Although the OWASP CRS version remained constant across all scenarios, the results indicate that the number of false positives depends not only on Coraza WAF but also on the operational characteristics of each reverse proxy. Factors such as header management, request handling, and filter execution order directly influence request interpretation. Therefore, selecting the most suitable proxy for integration with Coraza WAF should consider not only technical compatibility but also the configured sensitivity level and operational context, aiming to balance security and functionality according to the specific requirements of the protected environment.
The analysis of the statistical tests across paranoia levels revealed a progressive change in proxy behavior. Envoy demonstrated a clear advantage at PL2, with high statistical power, while Caddy exhibited superior performance under the strictest configuration at PL4. PL3 emerged as a transitional level between these extremes, indicating that neither proxy holds a decisive advantage. This intermediate behavior suggests that PL3 represents a critical threshold where the balance between security sensitivity and operational tolerance begins to shift, offering valuable guidance for calibrating WAF deployments in production environments.
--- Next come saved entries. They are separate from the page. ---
use std::fmt;
use std::str::FromStr;

use serde::{Deserialize, Serialize};

/// Java source language level.
///
/// Several checks are only meaningful from a given level on (generics, annotations, enums,
/// varargs, foreach, static imports, covariant return types all arrived with 5.0).
#[derive(Debug, Clone, Copy, PartialEq, Eq, Hash, PartialOrd, Ord, Serialize, Deserialize)]
pub enum JavaLanguageLevel {
    #[serde(rename = "1.3", alias = "JDK_1_3")]
    Jdk1_3,
    #[serde(rename = "1.4", alias = "JDK_1_4")]
    Jdk1_4,
    #[serde(rename = "1.5", alias = "5", alias = "JDK_1_5")]
    Jdk1_5,
    #[serde(rename = "1.6", alias = "6", alias = "JDK_1_6")]
    Jdk1_6,
    #[serde(rename = "1.7", alias = "7", alias = "JDK_1_7")]
    Jdk1_7,
    #[serde(rename = "1.8", alias = "8", alias = "JDK_1_8")]
    Jdk1_8,
}

impl JavaLanguageLevel {
    pub const HIGHEST: JavaLanguageLevel = JavaLanguageLevel::Jdk1_8;

    #[inline]
    pub fn is_at_least(self, other: JavaLanguageLevel) -> bool {
        self >= other
    }

    /// Generics, annotations, enums, varargs, foreach, static imports and covariant returns.
    #[inline]
    pub fn supports_generics(self) -> bool {
        self.is_at_least(JavaLanguageLevel::Jdk1_5)
    }

    pub fn as_str(self) -> &'static str {
        match self {
            JavaLanguageLevel::Jdk1_3 => "1.3",
            JavaLanguageLevel::Jdk1_4 => "1.4",
            JavaLanguageLevel::Jdk1_5 => "1.5",
            JavaLanguageLevel::Jdk1_6 => "1.6",
            JavaLanguageLevel::Jdk1_7 => "1.7",
            JavaLanguageLevel::Jdk1_8 => "1.8",
        }
    }
}

impl Default for JavaLanguageLevel {
    fn default() -> Self {
        Self::HIGHEST
    }
}

impl fmt::Display for JavaLanguageLevel {
    fn fmt(&self, f: &mut fmt::Formatter<'_>) -> fmt::Result {
        f.write_str(self.as_str())
    }
}

impl FromStr for JavaLanguageLevel {
    type Err = String;

    fn from_str(s: &str) -> Result<Self, Self::Err> {
        let level = match s.trim() {
            "1.3" | "3" => JavaLanguageLevel::Jdk1_3,
            "1.4" | "4" => JavaLanguageLevel::Jdk1_4,
            "1.5" | "5" => JavaLanguageLevel::Jdk1_5,
            "1.6" | "6" => JavaLanguageLevel::Jdk1_6,
            "1.7" | "7" => JavaLanguageLevel::Jdk1_7,
            "1.8" | "8" => JavaLanguageLevel::Jdk1_8,
            other => return Err(format!("unknown Java language level `{other}`")),
        };
        Ok(level)
    }
}

#[cfg(test)]
mod tests {
    use super::*;

    #[test]
    fn levels_are_ordered() {
        assert!(JavaLanguageLevel::Jdk1_4 < JavaLanguageLevel::Jdk1_5);
        assert!(!JavaLanguageLevel::Jdk1_4.supports_generics());
        assert!(JavaLanguageLevel::Jdk1_6.supports_generics());
    }

    #[test]
    fn parses_short_and_dotted_forms() {
        assert_eq!("5".parse::<JavaLanguageLevel>(), Ok(JavaLanguageLevel::Jdk1_5));
        assert_eq!("1.4".parse::<JavaLanguageLevel>(), Ok(JavaLanguageLevel::Jdk1_4));
        assert!("11".parse::<JavaLanguageLevel>().is_err());
    }
}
This analysis will enable the evaluation of the performance of future deployments of the Coraza WAF solution in proxies that are currently in the development/experimental phase. However, it is important to note that these findings are derived from controlled laboratory scenarios. As such, their direct applicability to production environments may be limited due to variables such as user concurrency, heterogeneous traffic patterns, and infrastructure-specific configurations. Future work should extend this evaluation to real-world deployments to validate and refine the observed trends.